Есть объяснение, есть, и очень простое: до революции, в годы Первой мировой хлынули во Владимирскую губернию толпы беженцев, и Вязники, уездный городок с населением в девять тысяч душ, принял две с половиной тысячи разноплемённых бежалых людей; подавляющее большинство было из сербов. А на ткацкие фабрики, уже в советское время, набирали девчонок по детдомам Украины, Молдавии, Крыма… А ещё – гречанок с Кавказа, да армянок и татарок, да ассириек со жгучими чёрными кудрями, с такими прожигающими очами под густыми ресницами, что оторопь брала. Смешайте всё, как жизнь смешивает, взболтните хорошенько второе-третье поколения, да не забудьте о пресловутом сто первом километре, за которым оседали не худшие люди, не худшие крови, не худшие мозги великой державы…
* * *
Духовых оркестров в городе было множество, один из них, некогда созданный под покровительством купцов Демидова и Елизарова, с 1880 года играл (и играет!) в Городском саду – том, что обу-строен на самом высоком холме, где эстрада – ракушкой, скамейки перед ней, и танцплощадка за укромной ширмой берёз, – о чём в своё время мы непременно доложим…
Но сейчас речь не о конкретном духовом оркестре, а о провидении, о чутье, о случае. Как угодно можно назвать то наитие, сердечный толчок, что заставляет человека при взгляде в окно остановившегося поезда вдруг вскочить с деревянной скамьи, подхватиться, взвалить на спину торбу с музыкальным коробом и сползти с высоких ступеней на незнакомый перрон.
Это о Вере Самойловне, о её стойкости и умении, как сама она говорила, «вовремя крутануть сальто и не грохнуться на спину, а приземлиться на обе кости».
Собственно, дело тут не в одном лишь наитии. Музыкальная старуха сошла на станции Вязники ещё и потому, что это был оптимальный выбор: за Александров (другое направление) высылали уголовников. В Петушках обосноваться не могла: девяносто восьмой километр от Москвы, да ещё и райцентр. Вот и получается: станция Вязники оказалась для неё, отсидевшей свою красивую двадцатку поочерёдно в трёх (из четыреста двадцати семи) лагерях ГУЛАГа, самым подходящим прибежищем.
Вообще-то, по образованию и судьбе Вера Самойловна Бадаат была историком, кандидатом наук, специалистом по наполеоновским войнам.

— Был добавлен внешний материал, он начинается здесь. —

//! Manifest Loader
//!
//! Reads the versions manifest, validates every entry, orders releases by
//! semantic version precedence and resolves package paths.

use std::fs::File;
use std::io::Read;
use std::path::{Path, PathBuf};

use chrono::Utc;
use depot_protocol::{ManifestDocument, VersionEntry};
use tracing::debug;

use super::types::{PackageRef, Snapshot};
use super::version::{descending, parse_version};
use crate::common::resolve_package_path;
use crate::config::{DepotConfig, ServeMode};

/// Default size cap for a manifest file (1MB)
pub const DEFAULT_MAX_MANIFEST_BYTES: u64 = 1_000_000;

#[derive(Debug, thiserror::Error)]
pub enum LoadError {
    #[error("Failed to read manifest {path:?}: {source}")]
    Io {
        path: PathBuf,
        #[source]
        source: std::io::Error,
    },

    #[error("Manifest {path:?} too large (max {max} bytes)")]
    TooLarge { path: PathBuf, max: u64 },

    #[error("Failed to parse manifest {path:?}: {source}")]
    Parse {
        path: PathBuf,
        #[source]
        source: serde_json::Error,
    },

    #[error("Invalid version {version:?}: {source}")]
    InvalidVersion {
        version: String,
        #[source]
        source: semver::Error,
    },

    #[error("Package path {path:?} for version {version} escapes the package store")]
    UnsafePath { version: String, path: String },

    #[error("No versions found")]
    Empty,

    #[error("Manifest load task failed: {0}")]
    Task(String),
}

/// Reads one manifest file into a [`Snapshot`].
///
/// Loading has no side effects beyond reading the file, so it is safe to
/// call from any thread at any rate.
#[derive(Debug, Clone)]
pub struct ManifestLoader {
    manifest_path: PathBuf,
    package_dir: PathBuf,
    mode: ServeMode,
    max_bytes: u64,
}

impl ManifestLoader {
    pub fn new(manifest_path: PathBuf, package_dir: PathBuf, mode: ServeMode) -> Self {
        Self {
            manifest_path,
            package_dir,
            mode,
            max_bytes: DEFAULT_MAX_MANIFEST_BYTES,
        }
    }

    pub fn from_config(config: &DepotConfig) -> Self {
        Self::new(config.manifest_path(), config.package_dir.clone(), config.mode)
            .with_max_bytes(config.max_manifest_bytes)
    }

    pub fn with_max_bytes(mut self, max_bytes: u64) -> Self {
        self.max_bytes = max_bytes;
        self
    }

    pub fn manifest_path(&self) -> &Path {
        &self.manifest_path
    }

    pub fn load(&self) -> Result<Snapshot, LoadError> {
        let entries = self.read_entries()?;
        let packages = select_packages(entries, &self.package_dir, self.mode)?;

        debug!(
            "Loaded manifest {:?}: {} servable versions",
            self.manifest_path,
            packages.len()
        );
        Ok(Snapshot::new(self.package_dir.clone(), packages, Utc::now()))
    }

    fn read_entries(&self) -> Result<Vec<VersionEntry>, LoadError> {
        let io_err = |source| LoadError::Io {
            path: self.manifest_path.clone(),
            source,
        };

        let file = File::open(&self.manifest_path).map_err(io_err)?;
        let mut content = Vec::new();
        file.take(self.max_bytes.saturating_add(1))
            .read_to_end(&mut content)
            .map_err(io_err)?;

        if content.len() as u64 > self.max_bytes {
            return Err(LoadError::TooLarge {
                path: self.manifest_path.clone(),
                max: self.max_bytes,
            });
        }

        let document: ManifestDocument =
            serde_json::from_slice(&content).map_err(|source| LoadError::Parse {
                path: self.manifest_path.clone(),
                source,
            })?;

        Ok(document.into_entries())
    }
}

/// Validate, order and resolve manifest entries.
///
/// One malformed version rejects the whole manifest, so a typo can never
/// promote the wrong release to "latest". In [`ServeMode::Latest`] only the
/// winner is kept (and only its path has to resolve).
pub fn select_packages(
    entries: Vec<VersionEntry>,
    package_dir: &Path,
    mode: ServeMode,
) -> Result<Vec<PackageRef>, LoadError> {
    let mut parsed = Vec::with_capacity(entries.len());
    for entry in entries {
        let precedence =
            parse_version(&entry.version).map_err(|source| LoadError::InvalidVersion {
                version: entry.version.clone(),
                source,
            })?;
        parsed.push((entry, precedence));
    }

    if parsed.is_empty() && mode == ServeMode::Latest {
        return Err(LoadError::Empty);
    }

    // Stable: equal versions keep manifest order.
    parsed.sort_by(|(_, a), (_, b)| descending(a, b));
    if mode == ServeMode::Latest {
        parsed.truncate(1);
    }

    parsed
        .into_iter()
        .map(|(entry, precedence)| {
            let path = resolve_package_path(package_dir, &entry.path).ok_or_else(|| {
                LoadError::UnsafePath {
                    version: entry.version.clone(),
                    path: entry.path.clone(),
                }
            })?;
            Ok(PackageRef {
                // Served and matched without the manifest's stray whitespace.
                version: entry.version.trim().to_string(),
                precedence,
                relative_path: entry.path,
                path,
            })
        })
        .collect()
}
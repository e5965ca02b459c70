//! Client Telemetry
//!
//! Last-seen version per client, recorded best-effort alongside version
//! queries. Recording failures are logged and never reach the client.

pub mod recorder;
pub mod store;

pub use recorder::{TelemetryRecorder, TelemetryWriter};
pub use store::{TelemetryRecord, TelemetryStore};

#[derive(Debug, thiserror::Error)]
pub enum TelemetryError {
    #[error("SQLite error: {0}")]
    Sqlite(#[from] rusqlite::Error),

    #[error("Telemetry queue full")]
    QueueFull,

    #[error("Telemetry writer stopped")]
    Closed,
}
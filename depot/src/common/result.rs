//! Common Result Type

use super::error::DepotError;

/// Handler result type; the error side renders as an HTTP status.
pub type DepotResult<T> = Result<T, DepotError>;
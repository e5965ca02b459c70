//! Snapshot Cache
//!
//! Single-writer, many-reader holder of the current [`Snapshot`].

use std::sync::Arc;

use arc_swap::ArcSwapOption;

use super::types::Snapshot;

/// Holds the currently published snapshot.
///
/// Publishing swaps one `Arc` for another, so a reader sees either the old
/// snapshot or the new one in full. A reader's `Arc` keeps its snapshot
/// alive after it has been superseded.
#[derive(Debug, Default)]
pub struct SnapshotCache {
    current: ArcSwapOption<Snapshot>,
}

impl SnapshotCache {
    pub fn new() -> Self {
        Self::default()
    }

    /// Replace the visible snapshot. Returns the one it superseded.
    pub fn publish(&self, snapshot: Arc<Snapshot>) -> Option<Arc<Snapshot>> {
        self.current.swap(Some(snapshot))
    }

    /// The current snapshot, or `None` before the first successful load.
    pub fn current(&self) -> Option<Arc<Snapshot>> {
        self.current.load_full()
    }
}

#[cfg(test)]
mod tests {
    use super::*;
    use crate::manifest::PackageRef;
    use chrono::Utc;
    use std::path::PathBuf;
    use std::sync::atomic::{AtomicBool, Ordering};

    fn snapshot(n: u64) -> Arc<Snapshot> {
        Arc::new(Snapshot::new(
            PathBuf::from("/srv/packages"),
            vec![PackageRef {
                version: format!("1.0.{n}"),
                precedence: semver::Version::new(1, 0, n),
                relative_path: format!("pkg-{n}.bin"),
                path: PathBuf::from(format!("/srv/packages/pkg-{n}.bin")),
            }],
            Utc::now(),
        ))
    }

    #[test]
    fn test_absent_before_first_publish() {
        let cache = SnapshotCache::new();
        assert!(cache.current().is_none());
    }

    #[test]
    fn test_publish_replaces() {
        let cache = SnapshotCache::new();
        assert!(cache.publish(snapshot(1)).is_none());
        let previous = cache.publish(snapshot(2)).unwrap();
        assert_eq!(previous.latest().unwrap().version, "1.0.1");
        assert_eq!(cache.current().unwrap().latest().unwrap().version, "1.0.2");
    }

    #[test]
    fn test_reader_keeps_superseded_snapshot() {
        let cache = SnapshotCache::new();
        cache.publish(snapshot(1));
        let held = cache.current().unwrap();
        cache.publish(snapshot(2));
        assert_eq!(held.latest().unwrap().version, "1.0.1");
        assert_eq!(held.latest().unwrap().relative_path, "pkg-1.bin");
    }

    #[test]
    fn test_concurrent_readers_never_see_mixed_fields() {
        let cache = Arc::new(SnapshotCache::new());
        cache.publish(snapshot(0));
        let stop = Arc::new(AtomicBool::new(false));

        let writers: Vec<_> = (0..4u64)
            .map(|w| {
                let cache = Arc::clone(&cache);
                std::thread::spawn(move || {
                    for i in 0..500u64 {
                        cache.publish(snapshot(w * 1000 + i));
                    }
                })
            })
            .collect();

        let readers: Vec<_> = (0..8)
            .map(|_| {
                let cache = Arc::clone(&cache);
                let stop = Arc::clone(&stop);
                std::thread::spawn(move || {
                    let mut reads = 0u64;
                    while !stop.load(Ordering::Relaxed) || reads < 1000 {
                        let current = cache.current().unwrap();
                        let latest = current.latest().unwrap();
                        let n = latest.precedence.patch;
                        assert_eq!(latest.version, format!("1.0.{n}"));
                        assert_eq!(latest.relative_path, format!("pkg-{n}.bin"));
                        reads += 1;
                    }
                })
            })
            .collect();

        for writer in writers {
            writer.join().unwrap();
        }
        stop.store(true, Ordering::Relaxed);
        for reader in readers {
            reader.join().unwrap();
        }
    }
}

Она и в лагерь загремела по теме и, честно говоря, считала, что за дело сидит: за нетривиальные, за, скажем так, своеобычные исторические взгляды, изложенные в докторской диссертации, посвящённой известному походу императора на Россию. В диссертации, которая так и не была ею защищена.

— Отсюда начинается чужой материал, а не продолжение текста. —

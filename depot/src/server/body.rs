//! Package file responses.

use std::future::Future;
use std::io;
use std::path::{Path, PathBuf};
use std::pin::Pin;
use std::task::{Context, Poll};
use std::time::Duration;

use axum::body::{Body, Bytes};
use axum::http::{header, HeaderValue, StatusCode};
use axum::response::{IntoResponse, Response};
use futures::Stream;
use tokio::fs::File;
use tokio::time::Sleep;
use tokio_util::io::ReaderStream;
use tracing::warn;

use super::admission::HeldPermit;
use crate::common::{DepotError, DepotResult};
use crate::manifest::PackageRef;

/// Open the package file, then stream it as an attachment.
///
/// The file is opened before any byte is sent, so a missing package answers
/// 404 instead of a truncated 200. Symlinks are followed only while the
/// real file stays inside `package_dir`.
pub async fn package_attachment(
    package: &PackageRef,
    package_dir: &Path,
    deadline: Duration,
    permit: Option<HeldPermit>,
) -> DepotResult<Response> {
    let real_path = match contained_path(package_dir, &package.path).await {
        Ok(Some(path)) => path,
        Ok(None) => {
            warn!(
                "Package file for {} resolves outside the package store: {:?}",
                package.version, package.path
            );
            return Err(DepotError::NotFound(package.version.clone()));
        }
        Err(e) if e.kind() == io::ErrorKind::NotFound => {
            warn!(
                "Package file for {} missing at {:?}",
                package.version, package.path
            );
            return Err(DepotError::NotFound(package.version.clone()));
        }
        Err(e) => return Err(e.into()),
    };

    let file = match File::open(&real_path).await {
        Ok(file) => file,
        Err(e) if e.kind() == io::ErrorKind::NotFound => {
            return Err(DepotError::NotFound(package.version.clone()));
        }
        Err(e) => return Err(e.into()),
    };

    let metadata = file.metadata().await?;
    if !metadata.is_file() {
        warn!("Package path for {} is not a file: {:?}", package.version, package.path);
        return Err(DepotError::NotFound(package.version.clone()));
    }

    let stream = DeadlineStream::new(ReaderStream::new(file), deadline, permit);
    let file_name = package.file_name().unwrap_or("package");

    Ok((
        StatusCode::OK,
        [
            (
                header::CONTENT_TYPE,
                HeaderValue::from_static("application/octet-stream"),
            ),
            (header::CONTENT_LENGTH, HeaderValue::from(metadata.len())),
            (header::CONTENT_DISPOSITION, content_disposition(file_name)),
        ],
        Body::from_stream(stream),
    )
        .into_response())
}

/// Real location of `path` if it lies inside the real `root`.
async fn contained_path(root: &Path, path: &Path) -> io::Result<Option<PathBuf>> {
    let real_root = tokio::fs::canonicalize(root).await?;
    let real_path = tokio::fs::canonicalize(path).await?;
    Ok(real_path.starts_with(&real_root).then_some(real_path))
}

/// `attachment` disposition carrying the file's base name.
pub fn content_disposition(file_name: &str) -> HeaderValue {
    let plain = file_name
        .chars()
        .all(|c| (c.is_ascii_graphic() && c != '"' && c != '\\') || c == ' ');

    let value = if plain {
        format!("attachment; filename=\"{}\"", file_name)
    } else {
        format!(
            "attachment; filename*=UTF-8''{}",
            urlencoding::encode(file_name)
        )
    };

    HeaderValue::from_str(&value).unwrap_or_else(|_| HeaderValue::from_static("attachment"))
}

/// Ends a body stream with an error once `deadline` has passed, and keeps
/// the admission slot occupied until the body is done.
pub struct DeadlineStream<S> {
    inner: S,
    deadline: Pin<Box<Sleep>>,
    _permit: Option<HeldPermit>,
    expired: bool,
}

impl<S> DeadlineStream<S> {
    pub fn new(inner: S, deadline: Duration, permit: Option<HeldPermit>) -> Self {
        Self {
            inner,
            deadline: Box::pin(tokio::time::sleep(deadline)),
            _permit: permit,
            expired: false,
        }
    }
}

impl<S> Stream for DeadlineStream<S>
where
    S: Stream<Item = io::Result<Bytes>> + Unpin,
{
    type Item = io::Result<Bytes>;

    fn poll_next(self: Pin<&mut Self>, cx: &mut Context<'_>) -> Poll<Option<Self::Item>> {
        let this = self.get_mut();
        if this.expired {
            return Poll::Ready(None);
        }
        if this.deadline.as_mut().poll(cx).is_ready() {
            this.expired = true;
            warn!("Download exceeded its deadline, aborting");
            return Poll::Ready(Some(Err(io::Error::new(
                io::ErrorKind::TimedOut,
                "download deadline exceeded",
            ))));
        }
        Pin::new(&mut this.inner).poll_next(cx)
    }
}

#[cfg(test)]
mod tests {
    use super::*;
    use futures::StreamExt;

    #[test]
    fn test_plain_disposition() {
        assert_eq!(
            content_disposition("b.bin"),
            HeaderValue::from_static("attachment; filename=\"b.bin\"")
        );
        assert_eq!(
            content_disposition("my app.zip"),
            HeaderValue::from_static("attachment; filename=\"my app.zip\"")
        );
    }

    #[test]
    fn test_non_ascii_disposition_is_encoded() {
        assert_eq!(
            content_disposition("安装包.zip"),
            HeaderValue::from_static(
                "attachment; filename*=UTF-8''%E5%AE%89%E8%A3%85%E5%8C%85.zip"
            )
        );
        assert_eq!(
            content_disposition("a\"b.bin"),
            HeaderValue::from_static("attachment; filename*=UTF-8''a%22b.bin")
        );
    }

    #[tokio::test]
    async fn test_stream_passes_through_before_deadline() {
        let chunks = futures::stream::iter(vec![
            Ok(Bytes::from_static(b"ab")),
            Ok(Bytes::from_static(b"cd")),
        ]);
        let collected: Vec<_> = DeadlineStream::new(chunks, Duration::from_secs(60), None)
            .collect()
            .await;
        assert_eq!(collected.len(), 2);
        assert!(collected.iter().all(|c| c.is_ok()));
    }

    #[tokio::test]
    async fn test_stream_errors_after_deadline() {
        let stalled = futures::stream::pending::<io::Result<Bytes>>();
        let mut stream = DeadlineStream::new(stalled, Duration::from_millis(10), None);
        let first = stream.next().await.unwrap();
        assert_eq!(first.unwrap_err().kind(), io::ErrorKind::TimedOut);
        assert!(stream.next().await.is_none());
    }

    fn package_at(dir: &Path, name: &str) -> PackageRef {
        PackageRef {
            version: "1.0.0".to_string(),
            precedence: semver::Version::new(1, 0, 0),
            relative_path: name.to_string(),
            path: dir.join(name),
        }
    }

    async fn attach(store: &Path, name: &str) -> DepotResult<Response> {
        package_attachment(&package_at(store, name), store, Duration::from_secs(5), None).await
    }

    #[tokio::test]
    async fn test_regular_file_served() {
        let store = tempfile::tempdir().unwrap();
        std::fs::write(store.path().join("a.bin"), b"package a").unwrap();

        let response = attach(store.path(), "a.bin").await.unwrap();
        assert_eq!(response.status(), StatusCode::OK);
        assert_eq!(response.headers()[header::CONTENT_LENGTH], "9");
    }

    #[cfg(unix)]
    #[tokio::test]
    async fn test_symlink_leaving_store_is_not_served() {
        let store = tempfile::tempdir().unwrap();
        let outside = tempfile::tempdir().unwrap();
        std::fs::write(outside.path().join("secret"), b"not a package").unwrap();
        std::os::unix::fs::symlink(outside.path().join("secret"), store.path().join("link.bin"))
            .unwrap();

        let result = attach(store.path(), "link.bin").await;
        assert!(matches!(result, Err(DepotError::NotFound(_))));
    }

    #[cfg(unix)]
    #[tokio::test]
    async fn test_symlink_within_store_is_served() {
        let store = tempfile::tempdir().unwrap();
        std::fs::create_dir(store.path().join("releases")).unwrap();
        std::fs::write(store.path().join("releases/app-1.0.0.zip"), b"zip").unwrap();
        std::os::unix::fs::symlink(
            store.path().join("releases/app-1.0.0.zip"),
            store.path().join("current.zip"),
        )
        .unwrap();

        let response = attach(store.path(), "current.zip").await.unwrap();
        assert_eq!(response.status(), StatusCode::OK);
        assert_eq!(
            response.headers()[header::CONTENT_DISPOSITION],
            "attachment; filename=\"current.zip\""
        );
    }

    #[tokio::test]
    async fn test_missing_file_is_not_found() {
        let store = tempfile::tempdir().unwrap();
        let result = attach(store.path(), "gone.bin").await;
        assert!(matches!(result, Err(DepotError::NotFound(_))));
    }
}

В другое время можно было бы задаться вопросом: к чему выбирать темой столь серьёзного научного труда столь противоречивый предмет (военный поход одного диктатора) в столь противоречивую эпоху правления другого диктатора; да ещё вываливать в этом обширном труде ворох скандальных архивных документов и диких, политически и исторически сомнительных фактов? Можно, повторим, было бы задаться этим вопросом, если не знать саму Веру Самойловну – её носорожью прямолинейность, великолепное упрямство и абсолютно идиотическую неспособность принять обстоятельства такими, какими они обрушились на голову.
Но суть не в этом.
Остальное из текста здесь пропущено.